BABIP – Batting Average on Balls in Play

A bit over a decade ago Voros McCracken made a startling discovery: pitchers have very little control over whether a batted ball in the field of play is a hit or not. He found that for pitchers, batting average on balls in play (BABIP) was largely random. And, more interesting for fantasy players, it varied quite widely. Obviously the number of hits you give up directly affects WHIP, and it also greatly impacts ERA, two of the four standard pitching categories. Further research has suggested that some pitchers who induce particularly weak contact, such as knuckleballers, may sustain lower than average BABIP, and it also shows that BABIP varies somewhat between ground ball and fly ball tendencies (extreme ground ball pitchers have somewhat higher BABIP, although this is largely offset in ERA impact because extreme fly ball pitchers tend to give more of their hits for extra bases).
Still, a good rule of thumb is that if a pitcher has an extreme BABIP one year (and he’s not Tim Wakefield), he’s not likely to repeat it, and thus his ERA and WHIP are more likely to regress towards the mean – rising for low BABIP players, while falling for high BABIP ones.
Batters did show more sustainable differences in BABIP – a slap hitter with speed is rather likely to have a higher BABIP than a slow slugger.

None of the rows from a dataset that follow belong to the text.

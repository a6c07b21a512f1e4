//! # Gsage Core Configuration Errors
//!
//! Errors raised while reading, parsing or overriding engine configuration.
use std::path::PathBuf;
use thiserror::Error;

#[derive(Debug, Error)]
pub enum ConfigError {
    #[error("I/O error reading config '{path}': {source}")]
    Io {
        path: PathBuf,
        #[source]
        source: std::io::Error,
    },

    #[error("Unknown or unsupported config format for path: {path}")]
    UnsupportedFormat { path: PathBuf },

    #[error("Failed to serialize config to {format}: {message}")]
    Serialization { format: String, message: String },

    #[error("Failed to deserialize config from {format}: {message}")]
    Deserialization { format: String, message: String },

    #[error("Invalid config override '{0}', expected key=value")]
    InvalidOverride(String),
}
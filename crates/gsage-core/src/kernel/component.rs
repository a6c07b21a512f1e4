use std::any::{Any, TypeId};
use std::collections::HashMap;
use std::fmt::Debug;
use std::sync::Arc;

use async_trait::async_trait;

use crate::kernel::error::Result;

/// Lifecycle trait for engine systems owned by the [`Application`](crate::kernel::Application).
///
/// `name` doubles as the system id carried by
/// [`SystemChangeEvent`](crate::event::SystemChangeEvent).
#[async_trait]
pub trait KernelComponent: Any + Send + Sync + Debug {
    fn name(&self) -> &'static str;
    async fn initialize(&self) -> Result<()>;
    async fn start(&self) -> Result<()>;
    async fn stop(&self) -> Result<()>;
}

/// Components stored as `Arc<dyn KernelComponent>`, keyed by concrete type
#[derive(Default, Debug)]
pub struct DependencyRegistry {
    instances: HashMap<TypeId, Arc<dyn KernelComponent>>,
}

impl DependencyRegistry {
    pub fn new() -> Self {
        Self {
            instances: HashMap::new(),
        }
    }

    /// Register a component instance. Returns false, leaving the registry
    /// untouched, when a component of the same concrete type exists.
    pub fn register_instance<V>(&mut self, instance: Arc<V>) -> bool
    where
        V: KernelComponent + 'static,
    {
        let type_id = TypeId::of::<V>();
        if self.instances.contains_key(&type_id) {
            return false;
        }
        self.instances.insert(type_id, instance);
        true
    }

    pub fn get_component_by_id(&self, type_id: &TypeId) -> Option<Arc<dyn KernelComponent>> {
        self.instances.get(type_id).cloned()
    }

    /// Get a component instance by concrete type T.
    pub fn get_concrete<T: KernelComponent + 'static>(&self) -> Option<Arc<T>> {
        self.instances
            .get(&TypeId::of::<T>())
            .and_then(|component| {
                let any: Arc<dyn Any + Send + Sync> = component.clone();
                Arc::downcast::<T>(any).ok()
            })
    }

    pub fn remove(&mut self, type_id: &TypeId) -> Option<Arc<dyn KernelComponent>> {
        self.instances.remove(type_id)
    }

    pub fn contains(&self, type_id: &TypeId) -> bool {
        self.instances.contains_key(type_id)
    }

    pub fn len(&self) -> usize {
        self.instances.len()
    }

    pub fn is_empty(&self) -> bool {
        self.instances.is_empty()
    }
}
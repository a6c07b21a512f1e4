pub mod config;
pub mod event;
pub mod kernel;
pub mod ui;

// Re-export key public types for the binary and embedders
pub use config::{ConfigData, EngineSettings};
pub use event::{Event, EventDispatcher, EventResult, EventSubscriber};
pub use kernel::Application;
pub use kernel::error::Error as KernelError;
pub use ui::UiManager;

But even there, an overly extreme value may suggest the batter has been lucky – or unlucky – and his luck might change.
So I wanted to add BABIP, and the most common formula for batters is (H – HR) / (AB -K – HR + SF). I was wondering why it included sacrifice flies, but not sacrifice bunts. The latter are certainly balls in play, so it initially seemed like they should count. But Tom Tango makes a good case for leaving sacrifice bunts out, so I’m following that for batters.
For pitchers, I’m using the formula (H – HR) / (BF – HR – BB – K  – HBP). I suppose this technically includes sacrifice bunts, so I’m being inconsistent. Some of this is because I don’t have data for sacrifice bunts against particular pitchers, so I can’t exclude them easily.
While I could easily find several articles discussing BABIP, actually finding data was harder. Derek Carty pointed me to Fangraphs, which had both batting and pitching data. Thank you, Derek.
So, here’s a search of the top 20 NL pitchers in a 5×5 league, with BABIP displayed: 
Clayton Kershaw had a great year, but also a much better BABIP than Cliff Lee or Roy Halladay. Cole Hamels had an even better BABIP, while Craig Kimbrell’s was quite poor, albeit in only 77 innings. Madison Bumgarner and Zack Greinke were the highest among starters ranking among the top 20. So naively, we might think Bumgarner and Greinke pitched better than their ERA and WHIP, while Kershaw and Hamels were more likely not quite as good as their other numbers suggest. This is worth remembering when deciding whether to go an extra dollar on these pitchers in next spring’s auctions.